A different, darker kind of gun porn

Watching Horatio and his Sunglasses Of Justice solve another amazing crime tonight on TV’s CSI Miami.

I’d like to give them a tougher case to solve.



A older man wearing tropical safari clothes is walking his dog by a lake in the calm early morning, a few joggers nearby. It’s in a park, and the nearest Miami high rises are over a quarter mile away. Suddenly he keels over, shot through the heart, dead. People rush to his aid, call 911, the police show up. All the witnesses saw him get shot and fall, but nobody heard the shot. Camera cuts to a color saturated pan & scan of several Miami babes comforting the poor doggy.

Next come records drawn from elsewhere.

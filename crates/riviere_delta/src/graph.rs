//! The data-flow graph.
//!
//! Nodes, edges and subgraphs live in insertion-order vectors (serialized
//! order is the deterministic construction order) with an id index on the
//! side. Edge admission checks both endpoints; `validate` re-checks the
//! whole-graph invariants before the graph leaves the analyzer.

use crate::node::{DfdNode, NodeId, NodeKind};
use riviere_socle::{CompactString, FxHashMap, String};
use serde::Serialize;
use thiserror::Error;

/// Graph construction/validation failures.
#[derive(Debug, Clone, Error, PartialEq, Eq)]
pub enum GraphError {
    #[error("duplicate node id: {0}")]
    DuplicateNode(String),
    #[error("edge endpoint does not exist: {0}")]
    MissingEndpoint(String),
    #[error("subgraph parent does not exist: {0}")]
    MissingParent(String),
}

/// One directed edge.
#[derive(Debug, Clone, PartialEq, Eq, Serialize)]
pub struct DfdEdge {
    pub from: NodeId,
    pub to: NodeId,
    pub label: CompactString,
}

/// One subgraph in the nesting tree.
#[derive(Debug, Clone, Serialize)]
pub struct SubgraphDef {
    pub id: NodeId,
    pub label: String,
    #[serde(skip_serializing_if = "Option::is_none")]
    pub parent: Option<NodeId>,
}

/// The assembled data-flow diagram for one component.
#[derive(Debug, Default, Serialize)]
pub struct DfdGraph {
    /// Component name the graph was built for.
    pub component: String,
    nodes: Vec<DfdNode>,
    edges: Vec<DfdEdge>,
    subgraphs: Vec<SubgraphDef>,
    #[serde(skip)]
    index: FxHashMap<NodeId, usize>,
}

impl DfdGraph {
    pub fn new(component: impl Into<String>) -> Self {
        Self {
            component: component.into(),
            ..Default::default()
        }
    }

    /// Admit a node. Ids must be unique per graph.
    pub fn add_node(&mut self, node: DfdNode) -> Result<NodeId, GraphError> {
        if self.index.contains_key(&node.id) {
            return Err(GraphError::DuplicateNode(String::new(node.id.as_str())));
        }
        let id = node.id.clone();
        self.index.insert(id.clone(), self.nodes.len());
        self.nodes.push(node);
        Ok(id)
    }

    /// Admit an edge. Both endpoints must already exist.
    pub fn add_edge(
        &mut self,
        from: &NodeId,
        to: &NodeId,
        label: impl Into<CompactString>,
    ) -> Result<(), GraphError> {
        for endpoint in [from, to] {
            if !self.index.contains_key(endpoint) {
                return Err(GraphError::MissingEndpoint(String::new(endpoint.as_str())));
            }
        }
        self.edges.push(DfdEdge {
            from: from.clone(),
            to: to.clone(),
            label: label.into(),
        });
        Ok(())
    }

    /// Admit a subgraph: registers the nesting entry and its anchor node so
    /// the subgraph can be an edge endpoint.
    pub fn add_subgraph(
        &mut self,
        id: NodeId,
        label: impl Into<String>,
        parent: Option<NodeId>,
    ) -> Result<NodeId, GraphError> {
        if let Some(parent_id) = &parent {
            if !self.index.contains_key(parent_id) {
                return Err(GraphError::MissingParent(String::new(parent_id.as_str())));
            }
        }
        let label = label.into();
        let id = self.add_node(DfdNode::new(id, label.clone(), NodeKind::Subgraph))?;
        self.subgraphs.push(SubgraphDef {
            id: id.clone(),
            label,
            parent,
        });
        Ok(id)
    }

    #[inline]
    pub fn node(&self, id: &NodeId) -> Option<&DfdNode> {
        self.index.get(id).map(|&i| &self.nodes[i])
    }

    #[inline]
    pub fn node_mut(&mut self, id: &NodeId) -> Option<&mut DfdNode> {
        self.index.get(id).map(|&i| &mut self.nodes[i])
    }

    #[inline]
    pub fn contains(&self, id: &NodeId) -> bool {
        self.index.contains_key(id)
    }

    #[inline]
    pub fn nodes(&self) -> &[DfdNode] {
        &self.nodes
    }

    #[inline]
    pub fn edges(&self) -> &[DfdEdge] {
        &self.edges
    }

    #[inline]
    pub fn subgraphs(&self) -> &[SubgraphDef] {
        &self.subgraphs
    }

    /// Whether an edge with this exact shape is already present.
    pub fn has_edge(&self, from: &NodeId, to: &NodeId, label: &str) -> bool {
        self.edges
            .iter()
            .any(|e| &e.from == from && &e.to == to && e.label == label)
    }

    /// Find nodes by kind, in insertion order.
    pub fn nodes_of_kind(&self, kind: NodeKind) -> impl Iterator<Item = &DfdNode> {
        self.nodes.iter().filter(move |n| n.kind == kind)
    }

    /// Re-check the whole-graph invariants: unique ids, edge endpoints
    /// present, subgraph parents present.
    pub fn validate(&self) -> Result<(), GraphError> {
        let mut seen = FxHashMap::default();
        for (i, node) in self.nodes.iter().enumerate() {
            if seen.insert(node.id.clone(), i).is_some() {
                return Err(GraphError::DuplicateNode(String::new(node.id.as_str())));
            }
        }
        for edge in &self.edges {
            for endpoint in [&edge.from, &edge.to] {
                if !seen.contains_key(endpoint) {
                    return Err(GraphError::MissingEndpoint(String::new(endpoint.as_str())));
                }
            }
        }
        for sub in &self.subgraphs {
            if let Some(parent) = &sub.parent {
                if !seen.contains_key(parent) {
                    return Err(GraphError::MissingParent(String::new(parent.as_str())));
                }
            }
        }
        Ok(())
    }
}

#[cfg(test)]
mod tests {
    use super::*;

    fn node(id: &str, kind: NodeKind) -> DfdNode {
        DfdNode::new(NodeId::new(id), id, kind)
    }

    #[test]
    fn test_duplicate_node_rejected() {
        let mut graph = DfdGraph::new("Test");
        graph.add_node(node("store-1", NodeKind::DataStore)).unwrap();
        let err = graph.add_node(node("store-1", NodeKind::DataStore));
        assert!(matches!(err, Err(GraphError::DuplicateNode(_))));
    }

    #[test]
    fn test_edge_requires_endpoints() {
        let mut graph = DfdGraph::new("Test");
        let store = graph.add_node(node("store-1", NodeKind::DataStore)).unwrap();
        let ghost = NodeId::new("process-9");
        assert!(matches!(
            graph.add_edge(&store, &ghost, "display"),
            Err(GraphError::MissingEndpoint(_))
        ));

        let process = graph.add_node(node("process-1", NodeKind::Process)).unwrap();
        graph.add_edge(&store, &process, "display").unwrap();
        assert!(graph.has_edge(&store, &process, "display"));
    }

    #[test]
    fn test_subgraph_anchor_is_edge_endpoint() {
        let mut graph = DfdGraph::new("Test");
        let store = graph.add_node(node("store-1", NodeKind::DataStore)).unwrap();
        let sub = graph
            .add_subgraph(NodeId::new("subgraph-1"), "if: visible", None)
            .unwrap();
        graph.add_edge(&store, &sub, "controls").unwrap();

        assert_eq!(graph.subgraphs().len(), 1);
        assert_eq!(graph.node(&sub).unwrap().kind, NodeKind::Subgraph);
        graph.validate().unwrap();
    }

    #[test]
    fn test_subgraph_parent_must_exist() {
        let mut graph = DfdGraph::new("Test");
        let err = graph.add_subgraph(
            NodeId::new("subgraph-1"),
            "loop",
            Some(NodeId::new("subgraph-0")),
        );
        assert!(matches!(err, Err(GraphError::MissingParent(_))));
    }

    #[test]
    fn test_validate_passes_on_consistent_graph() {
        let mut graph = DfdGraph::new("Test");
        let a = graph.add_node(node("store-1", NodeKind::DataStore)).unwrap();
        let b = graph.add_node(node("output-1", NodeKind::ExternalOutput)).unwrap();
        graph.add_edge(&a, &b, "display").unwrap();
        graph.validate().unwrap();
    }
}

Forensics finds no casings at the scene. The bullet went straight through him, and at first they can’t even find that. Back at the morgue lab, they determine that it was a 9mm or .38 caliber bullet, but that’s it. No powder burns, no bullet fragments, nothing. Except his insides are blown to smithereens.

Through some amazing TV cop show technology, they use magic pond sonar and find the bullet in the lake. Woo hoo, problems solved, all they have to do is match the rifling striations to the universal bad guy’s gun database and they’ve got their killer.

Except this bullet has no rifling marks on it at all. And it turns out to be a .357” diameter Speer 180 grain Match TMJ silhouette bullet ... which leads them down the whole handloader / gun competition road ... and they find this bullet is sold by the millions, and that lead goes nowhere. And all the background checks on all the marksmen come up empty; there isn’t a guy amongst them with a criminal past more extensive than a speeding ticket.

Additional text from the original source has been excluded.